O peso mexicano se valorizou para cerca de 17,48 por USD no final de julho, fortalecendo-se em relação aos 17,52 registrados no início do mês, à medida que os investidores avaliavam a posição comercial do México com os Estados Unidos como relativamente favorável. Isso ocorreu após Washington anunciar novas tarifas de 10% a 12,5% sobre importações provenientes de cerca de 60 economias.
De acordo com as novas medidas, as importações mexicanas que não se qualificarem para tratamento preferencial ao abrigo do USMCA estarão sujeitas a uma tarifa de 10%. No entanto, os bens que cumprirem as regras de origem do USMCA permanecerão isentos, preservando o acesso preferencial do México ao mercado dos EUA. As isenções já existentes também continuam em vigor para produtos que já estão sujeitos a tarifas setoriais específicas, incluindo automóveis, aço, alumínio e produtos farmacêuticos.

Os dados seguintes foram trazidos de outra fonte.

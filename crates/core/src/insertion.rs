//! Waypoint insertion post-processing.
//!
//! Tour builders produce visiting orders in which teleports are implicit:
//! the metric charges the relay cost but the path does not show the hub.
//! [`insert_waypoints`] makes those relays visible so the renderer can draw
//! the teleport.

use crate::metric::{PathWalk, RouteMetric};
use crate::point::Point;

/// Splices the best discovered relay waypoint in front of each point it
/// shortens the approach to.
///
/// Discovery is threaded along the augmented path as it is built, so a relay
/// discovered by an earlier leg is available to later ones. Relays are
/// spliced as plain waypoints (the metric charges `TELEPORT_COST` to reach
/// them); explicit waypoint stops already in the path pass through
/// untouched.
///
/// The augmented path is returned only when it evaluates no worse than
/// `raw_path`, so this never increases the cost of a route.
pub fn insert_waypoints(metric: &RouteMetric<'_>, raw_path: &[Point]) -> Vec<Point> {
    let Some(first) = raw_path.first() else {
        return Vec::new();
    };
    if metric.waypoints().is_empty() {
        return raw_path.to_vec();
    }

    let mut walk = metric.begin_walk(first);
    let mut path = Vec::with_capacity(raw_path.len() * 2);
    path.push(*first);
    for current in &raw_path[1..] {
        if let Some(relay) = relay_step(metric, &mut walk, current) {
            path.push(*relay);
        }
        path.push(*current);
    }

    if path.len() == raw_path.len() {
        return path;
    }

    let raw_cost = metric.evaluate(raw_path);
    let augmented_cost = walk.cost();
    if keeps_relays(raw_cost, augmented_cost) {
        path
    } else {
        log::debug!(
            "relay insertion rejected: {:.3} > {:.3}",
            augmented_cost,
            raw_cost
        );
        raw_path.to_vec()
    }
}

/// Extends an augmented walk to `current`, teleporting through the best
/// discovered relay first. Returns the relay used.
///
/// Walking a raw path point by point through this function builds the same
/// augmented path [`insert_waypoints`] does, and `walk` accumulates its cost.
pub fn relay_step<'a>(
    metric: &RouteMetric<'a>,
    walk: &mut PathWalk,
    current: &Point,
) -> Option<&'a Point> {
    let relay = if current.is_waypoint() && current.explicit_visit {
        None
    } else {
        metric.best_relay(walk.last(), current, walk.state())
    };
    if let Some(relay) = relay {
        metric.step(walk, relay);
    }
    metric.step(walk, current);
    relay
}

/// Whether an augmented path costing `augmented_cost` replaces a raw path
/// costing `raw_cost`.
#[inline]
pub fn keeps_relays(raw_cost: f64, augmented_cost: f64) -> bool {
    augmented_cost <= raw_cost + 1e-9
}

O México foi incluído entre os países sujeitos à tarifa mínima de 10%, enquanto muitas economias sem acordos comerciais com os EUA enfrentarão tarifas de 12,5%. Essa diferença contribui para manter a vantagem competitiva do México em relação a vários concorrentes exportadores. O peso também foi beneficiado pela queda nos preços globais de energia.